Suspect charged in Australian wildfire

MELBOURNE, Australia - February 13, 2009 - Authorities also doubled the property toll, saying more than 1,800 homes have been destroyed in the Feb. 7 blazes. Officials say 181 people have been killed and expect that total eventually to exceed 200.

The suspect, whose identity was banned from publication by a magistrate because of the risk of reprisal attacks against him or his family, was formally charged with one count of arson causing death, one of intentionally lighting a wildfire, and one of possessing child pornography, Victoria police said.

Detectives arrested the man near Churchill and questioned him for several hours before he was brought to nearby Morwell, police said. He was formally charged in magistrate's court, but did not appear in the courtroom, the Australian Broadcasting Corp. reported.

He was ordered held in custody and to undergo psychiatric evaluation, ABC said. He was taken to Melbourne, where another hearing was set for Monday.

The national news agency Australian Associated Press reported that some people outside the Morwell courthouse shouted abuse at a van that they believed was carrying him away.

"We have a very emotive environment out there," said Victoria Police Assistant Commissioner Dannye Moloney. "If we left a person there (in the area of the fires), it would only be a situation where the people may go to where they believe him to be held and I don't think they need the trauma."

Australian Prime Minister Kevin Rudd has described the possibility of arson in the fires as "mass murder."

Magistrate Clive Allsop banned publication of any details or photos of the man that could identify him, police said.

In interviews, residents who lost their homes expressed their anger at anyone who might have ignited the brushfires.

"Words can't describe how I feel about them," Ruth Halyburton of Marysville told The Associated Press. "I'm a Christian, but I don't think too kindly of people if they go light a match and destroy people's property and lives. They don't have a brain in their head."

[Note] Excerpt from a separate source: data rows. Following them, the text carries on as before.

//! Timeout helpers for async operations.
//!
//! ```ignore
//! use crate::ai::timeout::with_timeout;
//!
//! let response = with_timeout(
//!     Duration::from_secs(120),
//!     provider.generate(&prompt),
//!     "LLM request",
//! ).await?;
//! ```

use std::future::Future;
use std::time::Duration;

use crate::types::{AutodocError, Result};

/// Execute an async operation with a timeout
///
/// Returns [`AutodocError::Timeout`] if the operation doesn't complete
/// within `timeout`.
pub async fn with_timeout<T, F>(timeout: Duration, future: F, operation_name: &str) -> Result<T>
where
    F: Future<Output = Result<T>>,
{
    match tokio::time::timeout(timeout, future).await {
        Ok(result) => result,
        Err(_) => Err(AutodocError::timeout(operation_name, timeout)),
    }
}

#[cfg(test)]
mod tests {
    use super::*;

    #[tokio::test]
    async fn test_with_timeout_success() {
        let result = with_timeout(
            Duration::from_secs(1),
            async { Ok::<_, AutodocError>(42) },
            "test operation",
        )
        .await;
        assert_eq!(result.unwrap(), 42);
    }

    #[tokio::test]
    async fn test_with_timeout_expires() {
        let result = with_timeout(
            Duration::from_millis(10),
            async {
                tokio::time::sleep(Duration::from_secs(1)).await;
                Ok::<_, AutodocError>(42)
            },
            "slow operation",
        )
        .await;
        assert!(matches!(result.unwrap_err(), AutodocError::Timeout { .. }));
    }
}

Gavin Wigginton, whose home in Callignee was destroyed in the fire that police alleged the suspect started, said: "If this person is not insane, then I think he should be in jail for a very long time."

"If he's culpable, if he's all there, he must have known that this was going to kill people and that clearly is murder," Wigginton added.

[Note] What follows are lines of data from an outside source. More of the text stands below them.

//! Document Aggregator
//!
//! Pairs every structural summary with every persona, asks the injected
//! text-generation collaborator for each fragment, and assembles the results
//! into a [`ProjectReport`].
//!
//! ## Failure containment
//!
//! - A collaborator failure (error, timeout, empty reply) becomes a visible
//!   placeholder fragment for that one persona; the other personas and files
//!   are unaffected.
//! - A unit without a summary is skipped and contributes no report entry.
//!
//! ## Ordering
//!
//! Files may be documented concurrently (`concurrency > 1`), but the report
//! always lists files in input order and personas in persona-list order.

use futures::stream::{self, StreamExt};
use std::time::Duration;
use tracing::{debug, info, warn};

use super::persona::Persona;
use super::prompt::build_prompt;
use crate::ai::{SharedProvider, with_timeout};
use crate::analyzer::extractor::ExtractorRegistry;
use crate::constants::{analysis, llm, run};
use crate::types::{
    DocumentFragment, FileDocumentBundle, ProjectReport, Result, SourceUnit, StructuralSummary,
};

/// Prefix of every placeholder fragment
pub const PLACEHOLDER_PREFIX: &str = "⚠️ Documentation unavailable";

/// Text shown in place of a fragment whose generation failed.
pub fn placeholder_text(reason: &str) -> String {
    format!("{}: {}", PLACEHOLDER_PREFIX, reason)
}

/// Tuning knobs for one aggregation run
#[derive(Debug, Clone)]
pub struct AggregatorOptions {
    /// Characters of source carried into each prompt (0 = unlimited)
    pub max_code_chars: usize,
    /// Upper bound on one collaborator call, retries included
    pub timeout: Duration,
    /// Files documented at once (1 = sequential)
    pub concurrency: usize,
}

impl Default for AggregatorOptions {
    fn default() -> Self {
        Self {
            max_code_chars: analysis::MAX_CODE_CHARS,
            timeout: Duration::from_secs(llm::DEFAULT_TIMEOUT_SECS),
            concurrency: run::DEFAULT_CONCURRENCY,
        }
    }
}

pub struct DocumentAggregator {
    provider: SharedProvider,
    personas: Vec<Persona>,
    options: AggregatorOptions,
}

impl DocumentAggregator {
    pub fn new(provider: SharedProvider, personas: Vec<Persona>) -> Self {
        Self {
            provider,
            personas,
            options: AggregatorOptions::default(),
        }
    }

    pub fn with_options(mut self, options: AggregatorOptions) -> Self {
        self.options = options;
        self
    }

    pub fn personas(&self) -> &[Persona] {
        &self.personas
    }

    /// One fragment per persona, in persona order. Never fails.
    pub async fn document_file(&self, summary: &StructuralSummary) -> FileDocumentBundle {
        let mut bundle = FileDocumentBundle::new(&summary.path, summary.language);

        for persona in &self.personas {
            let fragment = match self.generate_fragment(persona, summary).await {
                Ok(text) => DocumentFragment::new(persona.name(), text),
                Err(e) => {
                    warn!("{} / {}: {}", summary.path, persona.name(), e);
                    DocumentFragment::placeholder(persona.name(), placeholder_text(&e.to_string()))
                }
            };
            bundle.insert(fragment);
        }

        bundle
    }

    async fn generate_fragment(&self, persona: &Persona, summary: &StructuralSummary) -> Result<String> {
        let prompt = build_prompt(persona, summary, self.options.max_code_chars);
        debug!(
            "{} / {}: prompt of {} chars",
            summary.path,
            persona.name(),
            prompt.len()
        );

        let response = with_timeout(
            self.options.timeout,
            self.provider.generate(&prompt),
            "LLM request",
        )
        .await?;

        let text = response.content.trim();
        if text.is_empty() {
            return Err(crate::types::AutodocError::LlmApi(
                "empty response".to_string(),
            ));
        }
        Ok(text.to_string())
    }

    /// Document summaries in order; concurrency never reorders the report.
    pub async fn document_summaries(&self, summaries: &[StructuralSummary]) -> ProjectReport {
        let total = summaries.len();
        let concurrency = self.options.concurrency.max(1);

        let bundles: Vec<FileDocumentBundle> = stream::iter(summaries.iter().enumerate())
            .map(|(idx, summary)| async move {
                info!("[{}/{}] Documenting {}", idx + 1, total, summary.path);
                self.document_file(summary).await
            })
            .buffered(concurrency)
            .collect()
            .await;

        let mut report = ProjectReport::new();
        for bundle in bundles {
            report.insert(bundle);
        }
        report
    }

    /// Summarize then document; units without a summary are skipped.
    pub async fn document_units(
        &self,
        registry: &ExtractorRegistry,
        units: &[SourceUnit],
    ) -> ProjectReport {
        let summaries: Vec<StructuralSummary> = units
            .iter()
            .filter_map(|unit| {
                let summary = registry.summarize(unit);
                if summary.is_none() {
                    warn!("Skipping {}: no structural summary", unit.path);
                }
                summary
            })
            .collect();

        self.document_summaries(&summaries).await
    }
}

#[cfg(test)]
mod tests {
    use super::*;
    use crate::ai::{LlmProvider, LlmResponse, RetryingProvider, retry_budget};
    use crate::analyzer::language::Language;
    use crate::types::{AutodocError, Categories};
    use async_trait::async_trait;
    use std::sync::Arc;
    use std::sync::atomic::{AtomicUsize, Ordering};

    /// Replies with the persona named in the prompt's closing line.
    struct EchoPersona {
        calls: AtomicUsize,
    }

    #[async_trait]
    impl LlmProvider for EchoPersona {
        async fn generate(&self, prompt: &str) -> Result<LlmResponse> {
            self.calls.fetch_add(1, Ordering::SeqCst);
            let persona = prompt
                .rsplit("Please respond as the ")
                .next()
                .and_then(|tail| tail.split(',').next())
                .unwrap_or_default();
            Ok(LlmResponse::content_only(persona))
        }

        fn name(&self) -> &str {
            "echo"
        }

        fn model(&self) -> &str {
            "echo"
        }
    }

    /// Fails for one (file, persona) pair, echoes otherwise.
    struct FailOne {
        file: &'static str,
        persona: &'static str,
    }

    #[async_trait]
    impl LlmProvider for FailOne {
        async fn generate(&self, prompt: &str) -> Result<LlmResponse> {
            if prompt.contains(&format!("File: {}\n", self.file))
                && prompt.contains(&format!("respond as the {},", self.persona))
            {
                return Err(AutodocError::LlmApi("boom".to_string()));
            }
            Ok(LlmResponse::content_only("fine"))
        }

        fn name(&self) -> &str {
            "fail-one"
        }

        fn model(&self) -> &str {
            "fail-one"
        }
    }

    struct Slow;

    #[async_trait]
    impl LlmProvider for Slow {
        async fn generate(&self, _prompt: &str) -> Result<LlmResponse> {
            tokio::time::sleep(Duration::from_secs(5)).await;
            Ok(LlmResponse::content_only("late"))
        }

        fn name(&self) -> &str {
            "slow"
        }

        fn model(&self) -> &str {
            "slow"
        }
    }

    struct Blank;

    #[async_trait]
    impl LlmProvider for Blank {
        async fn generate(&self, _prompt: &str) -> Result<LlmResponse> {
            Ok(LlmResponse::content_only("   "))
        }

        fn name(&self) -> &str {
            "blank"
        }

        fn model(&self) -> &str {
            "blank"
        }
    }

    fn summary(path: &str) -> StructuralSummary {
        StructuralSummary::from_parts(path, Language::classify(path), "x".to_string(), Categories::new())
    }

    fn persona_names(bundle: &FileDocumentBundle) -> Vec<&str> {
        bundle.persona_names()
    }

    #[tokio::test]
    async fn test_persona_order_and_echo() {
        let provider = Arc::new(EchoPersona {
            calls: AtomicUsize::new(0),
        });
        let aggregator = DocumentAggregator::new(provider.clone(), crate::docs::default_personas());

        let bundle = aggregator.document_file(&summary("a.py")).await;
        assert_eq!(
            persona_names(&bundle),
            vec!["Architect Agent", "Developer Agent", "User Agent"]
        );
        assert_eq!(bundle.get("User Agent").unwrap().text, "User Agent");
        assert_eq!(provider.calls.load(Ordering::SeqCst), 3);
    }

    #[tokio::test]
    async fn test_failure_isolated_to_one_fragment() {
        let provider = Arc::new(FailOne {
            file: "b.rs",
            persona: "Developer Agent",
        });
        let aggregator = DocumentAggregator::new(provider, crate::docs::default_personas());

        let report = aggregator
            .document_summaries(&[summary("a.py"), summary("b.rs"), summary("c.go")])
            .await;

        assert_eq!(report.file_ids(), vec!["a.py", "b.rs", "c.go"]);
        assert_eq!(report.failed_fragments(), 1);

        let failed = report.get("b.rs").unwrap().get("Developer Agent").unwrap();
        assert!(failed.failed);
        assert!(failed.text.starts_with(PLACEHOLDER_PREFIX));

        for bundle in report.bundles() {
            assert_eq!(bundle.len(), 3);
        }
        assert_eq!(report.get("b.rs").unwrap().get("User Agent").unwrap().text, "fine");
    }

    #[tokio::test]
    async fn test_concurrency_preserves_order() {
        let provider = Arc::new(EchoPersona {
            calls: AtomicUsize::new(0),
        });
        let aggregator = DocumentAggregator::new(provider, vec![Persona::user()]).with_options(
            AggregatorOptions {
                concurrency: 4,
                ..Default::default()
            },
        );

        let paths: Vec<String> = (0..12).map(|i| format!("f{:02}.rs", i)).collect();
        let summaries: Vec<_> = paths.iter().map(|p| summary(p)).collect();
        let report = aggregator.document_summaries(&summaries).await;

        assert_eq!(report.file_ids(), paths.iter().map(String::as_str).collect::<Vec<_>>());
    }

    #[tokio::test]
    async fn test_timeout_becomes_placeholder() {
        let aggregator = DocumentAggregator::new(Arc::new(Slow), vec![Persona::architect()])
            .with_options(AggregatorOptions {
                timeout: Duration::from_millis(10),
                ..Default::default()
            });

        let bundle = aggregator.document_file(&summary("a.py")).await;
        let fragment = bundle.get("Architect Agent").unwrap();
        assert!(fragment.failed);
        assert!(fragment.text.contains("Timeout"));
    }

    /// Hangs on its first call only.
    struct HangOnce {
        calls: AtomicUsize,
    }

    #[async_trait]
    impl LlmProvider for HangOnce {
        async fn generate(&self, _prompt: &str) -> Result<LlmResponse> {
            if self.calls.fetch_add(1, Ordering::SeqCst) == 0 {
                tokio::time::sleep(Duration::from_millis(500)).await;
            }
            Ok(LlmResponse::content_only("ok"))
        }

        fn name(&self) -> &str {
            "hang-once"
        }

        fn model(&self) -> &str {
            "hang-once"
        }
    }

    #[tokio::test]
    async fn test_hung_attempt_is_retried_within_budget() {
        let inner = Arc::new(HangOnce {
            calls: AtomicUsize::new(0),
        });
        let attempt_timeout = Duration::from_millis(100);
        let provider = Arc::new(
            RetryingProvider::with_delays(
                inner.clone(),
                2,
                Duration::from_millis(1),
                Duration::from_millis(2),
            )
            .with_attempt_timeout(attempt_timeout),
        );
        let aggregator = DocumentAggregator::new(provider, vec![Persona::architect()])
            .with_options(AggregatorOptions {
                timeout: retry_budget(attempt_timeout, 2),
                ..Default::default()
            });

        let bundle = aggregator.document_file(&summary("a.py")).await;
        let fragment = bundle.get("Architect Agent").unwrap();
        assert!(!fragment.failed);
        assert_eq!(fragment.text, "ok");
        assert_eq!(inner.calls.load(Ordering::SeqCst), 2);
    }

    #[tokio::test]
    async fn test_blank_reply_becomes_placeholder() {
        let aggregator = DocumentAggregator::new(Arc::new(Blank), vec![Persona::user()]);
        let bundle = aggregator.document_file(&summary("a.py")).await;
        assert!(bundle.get("User Agent").unwrap().failed);
    }

    #[tokio::test]
    async fn test_units_without_summary_are_skipped() {
        let provider = Arc::new(EchoPersona {
            calls: AtomicUsize::new(0),
        });
        let aggregator = DocumentAggregator::new(provider.clone(), vec![Persona::developer()]);
        let registry = ExtractorRegistry::with_defaults();

        let units = vec![
            SourceUnit::new("good.py", "def ok():\n    pass\n"),
            SourceUnit::new("bad.py", "def broken(:\n"),
            SourceUnit::new("nb.ipynb", "{not json"),
            SourceUnit::new("lib.rs", "fn f() {}"),
        ];
        let report = aggregator.document_units(&registry, &units).await;

        assert_eq!(report.file_ids(), vec!["good.py", "lib.rs"]);
        assert_eq!(provider.calls.load(Ordering::SeqCst), 2);
    }
}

If found guilty, the man faces a maximum penalty of 25 years in prison for the deadly arson charge, and a maximum of 15 years on the second arson charge. Five years in prison is the maximum penalty for possessing child porn.

The arson charges were connected to a fire near the town of Churchill, about 125 miles southeast of Melbourne, that killed at least 21 people. It was one of hundreds of fires that blackened 1,500 square miles of forests and farms in Victoria state.

Experts say arson can be very hard to prove. Physical evidence usually goes up in smoke or is taken away by arsonists, said Thomas Fee, a former president of the U.S. International Association of Arson Investigators.

Even more difficult to prove is murder by arson. Wildfires often join one another, making it tough to link a fire set by an arsonist with the blaze that eventually kills people, said Damon Muller, who has researched arsonists for the Australian Institute of Criminology.

The scale of the disaster became clearer Friday, when the state government said it had reached a more thorough tally of homes destroyed and put that number at 1,831 - more than double its earlier figure of 762. The number of people left homeless or who fled their homes and have not returned also rose to 7,000, from 5,000.

Police say they believe at least one other fire - the one that all but destroyed the town of Marysville, about 60 miles north of Melbourne - resulted from foul play.

A group of about 300 Marysville residents met Friday in Alexandra, about 25 miles north of their village, to hear police and fire officials detail the extent of the damage. Many have not been able to return because police have sealed off the village to recover bodies and conduct an arson investigation.

At least 80 percent of the buildings in Marysville are gone - the primary school, the police station, a luxury day spa, and many others.

"It'll be hard," Ruth Halyburton said of the trip. "It'll probably be the hardest thing in my life."

She already knows her home is gone, and she and her husband, a pastor, plan to help counsel other residents.

"Our main aim - and we're all behind each other - is to go back and rebuild the town," said Bernie Culhane, 79.

Firefighters on Friday struggled to contain about a dozen blazes, one of which came within less than a mile of Healesville. The threat was downgraded after a few hours, but it served as a reminder that the disaster may not be over.

"You can't see anything. All you can see is smoke, and you can't even see where the fire is actually coming from," plant nursery owner John Stanhope told ABC radio from Healesville during the flare-up. "It's just thick smoke everywhere and everyone is just very much on edge."